> _Task prompt_:
The range starts at the line containing "fn strike_segment(words: &mut" and ends at the last line of the records below. Reproduce those lines exactly.

> _Data extracts_:

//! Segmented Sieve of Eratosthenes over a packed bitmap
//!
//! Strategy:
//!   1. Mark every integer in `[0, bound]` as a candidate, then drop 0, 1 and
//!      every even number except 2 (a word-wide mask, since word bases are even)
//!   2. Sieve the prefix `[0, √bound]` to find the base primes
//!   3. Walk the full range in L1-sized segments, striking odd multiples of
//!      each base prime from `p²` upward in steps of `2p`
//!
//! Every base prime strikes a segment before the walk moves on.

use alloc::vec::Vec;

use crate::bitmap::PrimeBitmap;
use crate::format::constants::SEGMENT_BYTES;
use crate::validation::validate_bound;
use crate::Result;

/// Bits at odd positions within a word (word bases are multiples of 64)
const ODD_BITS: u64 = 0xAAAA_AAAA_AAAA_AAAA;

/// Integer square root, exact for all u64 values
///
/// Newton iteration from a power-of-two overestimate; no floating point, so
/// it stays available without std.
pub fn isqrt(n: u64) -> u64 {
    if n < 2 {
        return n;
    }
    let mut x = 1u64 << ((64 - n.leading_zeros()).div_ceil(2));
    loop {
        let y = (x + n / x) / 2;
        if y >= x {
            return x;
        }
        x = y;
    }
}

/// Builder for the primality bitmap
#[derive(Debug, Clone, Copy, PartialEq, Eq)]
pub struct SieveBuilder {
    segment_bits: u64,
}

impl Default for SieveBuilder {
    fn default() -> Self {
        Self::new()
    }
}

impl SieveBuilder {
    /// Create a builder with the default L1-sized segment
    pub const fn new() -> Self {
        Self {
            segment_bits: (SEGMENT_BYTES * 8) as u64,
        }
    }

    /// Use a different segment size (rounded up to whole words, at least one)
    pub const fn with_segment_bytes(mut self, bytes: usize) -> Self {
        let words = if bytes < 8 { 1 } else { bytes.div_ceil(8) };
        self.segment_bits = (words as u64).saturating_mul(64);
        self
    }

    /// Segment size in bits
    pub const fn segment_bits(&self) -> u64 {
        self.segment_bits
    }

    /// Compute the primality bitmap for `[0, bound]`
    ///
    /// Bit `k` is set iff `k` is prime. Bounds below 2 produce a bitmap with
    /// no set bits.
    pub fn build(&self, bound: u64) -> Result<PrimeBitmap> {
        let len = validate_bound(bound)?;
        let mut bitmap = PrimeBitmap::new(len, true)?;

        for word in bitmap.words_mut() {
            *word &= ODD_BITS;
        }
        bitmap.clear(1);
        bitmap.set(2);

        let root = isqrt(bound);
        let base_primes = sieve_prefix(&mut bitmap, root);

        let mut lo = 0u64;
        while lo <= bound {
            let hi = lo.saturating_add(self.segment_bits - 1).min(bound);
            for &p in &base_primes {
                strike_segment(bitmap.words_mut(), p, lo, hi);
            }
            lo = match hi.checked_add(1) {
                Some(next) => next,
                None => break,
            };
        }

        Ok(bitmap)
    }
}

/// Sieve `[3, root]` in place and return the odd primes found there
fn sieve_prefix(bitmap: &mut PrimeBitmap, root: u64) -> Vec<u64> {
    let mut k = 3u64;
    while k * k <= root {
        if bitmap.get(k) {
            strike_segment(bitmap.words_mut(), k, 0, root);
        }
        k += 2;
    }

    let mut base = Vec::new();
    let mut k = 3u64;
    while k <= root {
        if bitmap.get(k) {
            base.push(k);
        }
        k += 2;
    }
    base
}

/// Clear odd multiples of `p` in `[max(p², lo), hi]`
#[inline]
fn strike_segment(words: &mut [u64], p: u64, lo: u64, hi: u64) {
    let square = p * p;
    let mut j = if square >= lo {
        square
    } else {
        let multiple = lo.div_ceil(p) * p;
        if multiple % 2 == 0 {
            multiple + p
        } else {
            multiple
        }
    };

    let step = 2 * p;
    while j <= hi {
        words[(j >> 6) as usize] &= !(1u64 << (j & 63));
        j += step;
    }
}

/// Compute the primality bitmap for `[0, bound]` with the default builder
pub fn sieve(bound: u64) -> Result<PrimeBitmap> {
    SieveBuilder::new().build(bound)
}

> _Result of the task_:
fn strike_segment(words: &mut [u64], p: u64, lo: u64, hi: u64) {
    let square = p * p;
    let mut j = if square >= lo {
        square
    } else {
        let multiple = lo.div_ceil(p) * p;
        if multiple % 2 == 0 {
            multiple + p
        } else {
            multiple
        }
    };

    let step = 2 * p;
    while j <= hi {
        words[(j >> 6) as usize] &= !(1u64 << (j & 63));
        j += step;
    }
}

/// Compute the primality bitmap for `[0, bound]` with the default builder
pub fn sieve(bound: u64) -> Result<PrimeBitmap> {
    SieveBuilder::new().build(bound)
}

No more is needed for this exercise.